◆ **Action item**
Below are some records; find each line that carries the word "const" and copy it.

━━━━━━━━━━━━━━━━

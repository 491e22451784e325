use std::env;
use std::str::FromStr;

use chrono_tz::Tz;
use tracing::warn;

pub const DEFAULT_FHIR_REQUEST_TIMEOUT_SECONDS: u64 = 10;
pub const DEFAULT_POLL_INTERVAL_SECONDS: u64 = 5;
pub const DEFAULT_PLANNED_WAIT_MINUTES: u32 = 10;
pub const DEFAULT_SLOT_MINUTES: u32 = 15;
pub const DEFAULT_FIRST_STATUS_TIMEOUT_SECONDS: u64 = 15;
pub const DEFAULT_API_PORT: u16 = 3000;

#[derive(Debug, Clone)]
pub struct AppConfig {
    pub fhir_base_url: String,
    pub fhir_request_timeout_seconds: u64,
    pub clinic_timezone: Tz,
    pub poll_interval_seconds: u64,
    pub planned_wait_minutes: u32,
    pub default_slot_minutes: u32,
    pub first_status_timeout_seconds: u64,
    pub api_port: u16,
}

impl Default for AppConfig {
    fn default() -> Self {
        Self {
            fhir_base_url: String::new(),
            fhir_request_timeout_seconds: DEFAULT_FHIR_REQUEST_TIMEOUT_SECONDS,
            clinic_timezone: Tz::UTC,
            poll_interval_seconds: DEFAULT_POLL_INTERVAL_SECONDS,
            planned_wait_minutes: DEFAULT_PLANNED_WAIT_MINUTES,
            default_slot_minutes: DEFAULT_SLOT_MINUTES,
            first_status_timeout_seconds: DEFAULT_FIRST_STATUS_TIMEOUT_SECONDS,
            api_port: DEFAULT_API_PORT,
        }
    }
}

impl AppConfig {
    pub fn from_env() -> Self {
        let config = Self {
            fhir_base_url: env::var("FHIR_BASE_URL")
                .unwrap_or_else(|_| {
                    warn!("FHIR_BASE_URL not set, using empty value");
                    String::new()
                }),
            fhir_request_timeout_seconds: parse_var(
                "FHIR_REQUEST_TIMEOUT_SECONDS",
                DEFAULT_FHIR_REQUEST_TIMEOUT_SECONDS,
            ),
            clinic_timezone: parse_var("CLINIC_TIMEZONE", Tz::UTC),
            poll_interval_seconds: parse_var(
                "QUEUE_POLL_INTERVAL_SECONDS",
                DEFAULT_POLL_INTERVAL_SECONDS,
            )
            .max(1),
            planned_wait_minutes: parse_var("QUEUE_PLANNED_WAIT_MINUTES", DEFAULT_PLANNED_WAIT_MINUTES),
            default_slot_minutes: parse_var("QUEUE_DEFAULT_SLOT_MINUTES", DEFAULT_SLOT_MINUTES),
            first_status_timeout_seconds: parse_var(
                "QUEUE_FIRST_STATUS_TIMEOUT_SECONDS",
                DEFAULT_FIRST_STATUS_TIMEOUT_SECONDS,
            ),
            api_port: parse_var("API_PORT", DEFAULT_API_PORT),
        };

        if !config.is_configured() {
            warn!("Application not fully configured - missing environment variables");
        }

        config
    }

    pub fn is_configured(&self) -> bool {
        !self.fhir_base_url.is_empty()
    }
}

/// Reads an optional variable, falling back to `default` when it is absent or
/// does not parse.
fn parse_var<T>(name: &str, default: T) -> T
where
    T: FromStr + std::fmt::Debug,
{
    match env::var(name) {
        Ok(raw) => raw.trim().parse().unwrap_or_else(|_| {
            warn!("{} has invalid value {:?}, using default {:?}", name, raw, default);
            default
        }),
        Err(_) => default,
    }
}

━━━━━━━━━━━━━━━━

◆ **Answer**
pub const DEFAULT_FHIR_REQUEST_TIMEOUT_SECONDS: u64 = 10;
pub const DEFAULT_POLL_INTERVAL_SECONDS: u64 = 5;
pub const DEFAULT_PLANNED_WAIT_MINUTES: u32 = 10;
pub const DEFAULT_SLOT_MINUTES: u32 = 15;
pub const DEFAULT_FIRST_STATUS_TIMEOUT_SECONDS: u64 = 15;
pub const DEFAULT_API_PORT: u16 = 3000;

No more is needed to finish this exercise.